YOUR OBJECTIVE:
Once the line containing "SamarthError::Connection(error.to_string())" is found in the data below, output that line and every line after it through the last, unchanged and with nothing else.

THE INPUT:
//! HTTP webhook source.
//!
//! This module provides the [`WebhookSource`] which implements the
//! [`DatasetSource`] trait by POSTing the question to a workflow webhook.

use super::{parse_body, DatasetSource, FetchRequest};
use crate::dataset::Dataset;
use crate::error::{Result, SamarthError};
use reqwest::blocking::Client;
use std::time::Duration;
use tracing::{info, warn};

/// Default timeout for workflow requests in seconds.
const DEFAULT_TIMEOUT_SECS: u64 = 60;

/// Default user agent sent to the workflow.
const DEFAULT_USER_AGENT: &str = concat!("samarth-engine/", env!("CARGO_PKG_VERSION"));

/// Configuration for the webhook source.
#[derive(Debug, Clone)]
pub struct WebhookConfig {
    /// Request timeout in seconds.
    pub timeout_secs: u64,
    /// User agent header.
    pub user_agent: String,
}

impl Default for WebhookConfig {
    fn default() -> Self {
        Self {
            timeout_secs: DEFAULT_TIMEOUT_SECS,
            user_agent: DEFAULT_USER_AGENT.to_string(),
        }
    }
}

impl WebhookConfig {
    /// Create a new configuration builder.
    pub fn builder() -> WebhookConfigBuilder {
        WebhookConfigBuilder::default()
    }
}

/// Builder for [`WebhookConfig`].
#[derive(Default)]
pub struct WebhookConfigBuilder {
    timeout_secs: Option<u64>,
    user_agent: Option<String>,
}

impl WebhookConfigBuilder {
    /// Set the request timeout in seconds.
    pub fn timeout_secs(mut self, timeout_secs: u64) -> Self {
        self.timeout_secs = Some(timeout_secs);
        self
    }

    /// Set a custom user agent.
    pub fn user_agent(mut self, user_agent: impl Into<String>) -> Self {
        self.user_agent = Some(user_agent.into());
        self
    }

    /// Build the configuration.
    pub fn build(self) -> WebhookConfig {
        WebhookConfig {
            timeout_secs: self.timeout_secs.unwrap_or(DEFAULT_TIMEOUT_SECS),
            user_agent: self
                .user_agent
                .unwrap_or_else(|| DEFAULT_USER_AGENT.to_string()),
        }
    }
}

/// Fetches datasets by POSTing `{query, api_key}` to a workflow webhook.
///
/// # Example
///
/// ```rust,ignore
/// use samarth_engine::fetch::{WebhookConfig, WebhookSource};
///
/// let source = WebhookSource::with_config(
///     WebhookConfig::builder().timeout_secs(30).build(),
/// )?;
/// ```
pub struct WebhookSource {
    config: WebhookConfig,
    client: Client,
}

impl WebhookSource {
    /// Create a webhook source with default configuration.
    ///
    /// # Errors
    ///
    /// Returns an error if the HTTP client cannot be created.
    pub fn new() -> Result<Self> {
        Self::with_config(WebhookConfig::default())
    }

    /// Create a webhook source with custom configuration.
    ///
    /// # Errors
    ///
    /// Returns [`SamarthError::InvalidConfig`] for a zero timeout, or an
    /// internal error if the HTTP client cannot be created.
    pub fn with_config(config: WebhookConfig) -> Result<Self> {
        if config.timeout_secs == 0 {
            return Err(SamarthError::InvalidConfig(
                crate::config::ConfigValidationError::InvalidTimeout(0).to_string(),
            ));
        }

        let client = Client::builder()
            .timeout(Duration::from_secs(config.timeout_secs))
            .user_agent(config.user_agent.clone())
            .build()
            .map_err(|e| SamarthError::Internal(format!("Failed to build HTTP client: {}", e)))?;

        Ok(Self { config, client })
    }

    pub fn config(&self) -> &WebhookConfig {
        &self.config
    }

    fn classify(&self, error: reqwest::Error) -> SamarthError {
        if error.is_timeout() {
            SamarthError::Timeout {
                secs: self.config.timeout_secs,
            }
        } else if error.is_connect() {
            SamarthError::Connection(error.to_string())
        } else if error.is_builder() {
            SamarthError::InvalidConfig(format!("Invalid workflow endpoint: {}", error))
        } else {
            SamarthError::HttpRequest(error)
        }
    }
}

impl DatasetSource for WebhookSource {
    fn fetch(&self, request: &FetchRequest) -> Result<Dataset> {
        info!("Contacting data workflow at {}", request.endpoint);

        let response = self
            .client
            .post(&request.endpoint)
            .json(&request.payload())
            .send()
            .map_err(|e| self.classify(e))?;

        let status = response.status();
        let body = response.text().map_err(|e| self.classify(e))?;

        if !status.is_success() {
            warn!("Data workflow answered with HTTP {}", status);
            return Err(SamarthError::HttpStatus {
                status: status.as_u16(),
                body,
            });
        }

        let dataset = parse_body(&body)?;
        info!(
            "Successfully fetched {} record(s) from '{}'",
            dataset.height(),
            dataset.title
        );
        Ok(dataset)
    }

    fn name(&self) -> &str {
        "webhook"
    }
}

// ============================================================================
// Tests
// ============================================================================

YOUR RESPONSE:
            SamarthError::Connection(error.to_string())
        } else if error.is_builder() {
            SamarthError::InvalidConfig(format!("Invalid workflow endpoint: {}", error))
        } else {
            SamarthError::HttpRequest(error)
        }
    }
}

impl DatasetSource for WebhookSource {
    fn fetch(&self, request: &FetchRequest) -> Result<Dataset> {
        info!("Contacting data workflow at {}", request.endpoint);

        let response = self
            .client
            .post(&request.endpoint)
            .json(&request.payload())
            .send()
            .map_err(|e| self.classify(e))?;

        let status = response.status();
        let body = response.text().map_err(|e| self.classify(e))?;

        if !status.is_success() {
            warn!("Data workflow answered with HTTP {}", status);
            return Err(SamarthError::HttpStatus {
                status: status.as_u16(),
                body,
            });
        }

        let dataset = parse_body(&body)?;
        info!(
            "Successfully fetched {} record(s) from '{}'",
            dataset.height(),
            dataset.title
        );
        Ok(dataset)
    }

    fn name(&self) -> &str {
        "webhook"
    }
}

// ============================================================================
// Tests
// ============================================================================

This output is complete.